Au final, aujourd’hui, je peux dire qu’elle l’est, parfaite, mais avant, ça a
un peu donné ça :
Acheter un appartement avec une
cuisine vide à part un vieil évier surdimensionné. Prendre rendez-vous avec l’agent
immobilier pour prendre les mesures pour commander les meubles avant la
signature chez le notaire parce qu’on est pressé. Traverser la ville en bus ce
jour-là parce que sa voiture est en panne. Découvrir que l’agent ne trouve plus
les clés de l’appart. Repartir. Reprendre rendez-vous pour un soir de la
semaine. Découvrir que l’électricité a été coupée et que les mesures à la
bougie c’est pas top. Arriver finalement à prendre les mesures et voir la
cuisine de ses rêves chez Ikea.
Passer trois jours à comprendre le
fonctionnement du simulateur de cuisine et se rendre compte que les caissons
Ikea n’ont pas de vide sanitaire derrière pour laisser passer vos gros tuyaux,
ou qu’il faut commander un plan de travail sur mesure qui coûte un bras et met deux
mois à arriver chez vous. Se tourner vers d’autres fabricants de cuisine avec
vide sanitaire, repasser trois jours à faire fonctionner leur simulateur, se
rendre compte que c’est beaucoup trop cher. Aller chez Casto pour acheter des
clous et découvrir qu’ils font des cuisines, dont une qui ressemble à la belle
cuisine Ikea, avec vide sanitaire et pas trop chères. Refaire une simulation et
envoyer le résultat à son père (architecte – charpentier – menuisier) qui dit ‘Beuh’
en voyant les façades en PVC.
Accepter avec quelques réticences sa proposition
de faire lui-même les façades en noyer massif et de les poser sur des caissons
Casto. Aller prendre toutes les mesures des façades chez Casto, au millimètre
près, y compris celles du meuble hotte fixé à deux mètres du sol, et acheter
une porte de caisson pour les cotes des charnières. Passer pour une cinglée parce qu’on veut
n’importe quelle porte de n’importe quelle couleur. Envoyer le tout par la
Poste à son père à l’autre bout de la France (et passer vingt minutes au bureau de poste
parce que personne n’arrive à retrouver une règle pour mesurer le paquet pour voir s'il est hors format).

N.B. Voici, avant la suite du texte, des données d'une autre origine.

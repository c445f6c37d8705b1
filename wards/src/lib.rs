//! Access policy for copydesk principals.
//!
//! [`policy::AccessPolicy`] evaluates the subscription window and token quota
//! gates; [`gate::LoginGate`] applies it on login and session restore.

pub mod config;
pub mod gate;
pub mod memory;
pub mod model;
pub mod policy;
pub mod store;
pub mod window;

pub use config::PolicyConfig;
pub use gate::{GateError, LoginGate, LoginOutcome};
pub use model::{AccessDecision, DenialKind, Principal, Role, UsageRecord};
pub use policy::AccessPolicy;
pub use store::{
    Credentials, IdentityError, IdentityProvider, LookupError, PrincipalStore, Session,
    SessionPrincipal, UsageLedger,
};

Le moment de l’installation enfin
arrivé, après peinture, pose de parquet et deux interventions du plombier pour
déplacer l’arrivée de gaz et stopper une fuite d’eau provoquée par un tripotage
excessif des tuyaux, aller acheter des charnières à clips alors qu’il faut des
charnières à vis. Rendre les charnières à clips sauf le premier paquet qui a
été ouvert. Changer de magasin, acheter des charnières à vis. Rentrer et
apprendre que celles-là ne vont pas non plus. Rendre les charnières à vis sauf
le premier paquet ouvert, torturer un vendeur pour qu’il trouve neuf paquets
des bonnes charnières. Apprendre qu’il n’en a que deux en stock.
Accepter avec
réticence l’idée géniale suivante : les façades en promo avec charnières
intégrées étant moins chères que les charnières vendues seules, pourquoi ne pas
acheter l'ensemble et récupérer les charnières. Rentrer, ouvrir les neuf paquets,
se retrouver avec un tas de façades dépareillées et inutiles et se rendre
compte qu’un paquet a été ouvert et qu’il manque les charnières. Retourner au
magasin à l’accueil, qui vous envoie au rayon cuisine, qui vous envoie au SAV,
qui veut vous renvoyer au rayon cuisine. Tomber sur le chef du SAV qui finit par
vous offrir les deux charnières (probablement parce que vous êtes manifestement
fous). Rentrer, assister au montage des portes, constater avec un enthousiasme
non dissimulé que les mesures que vous avez prises sont bonnes et que les
portes ferment. S’asseoir et se faire une tasse de chocolat.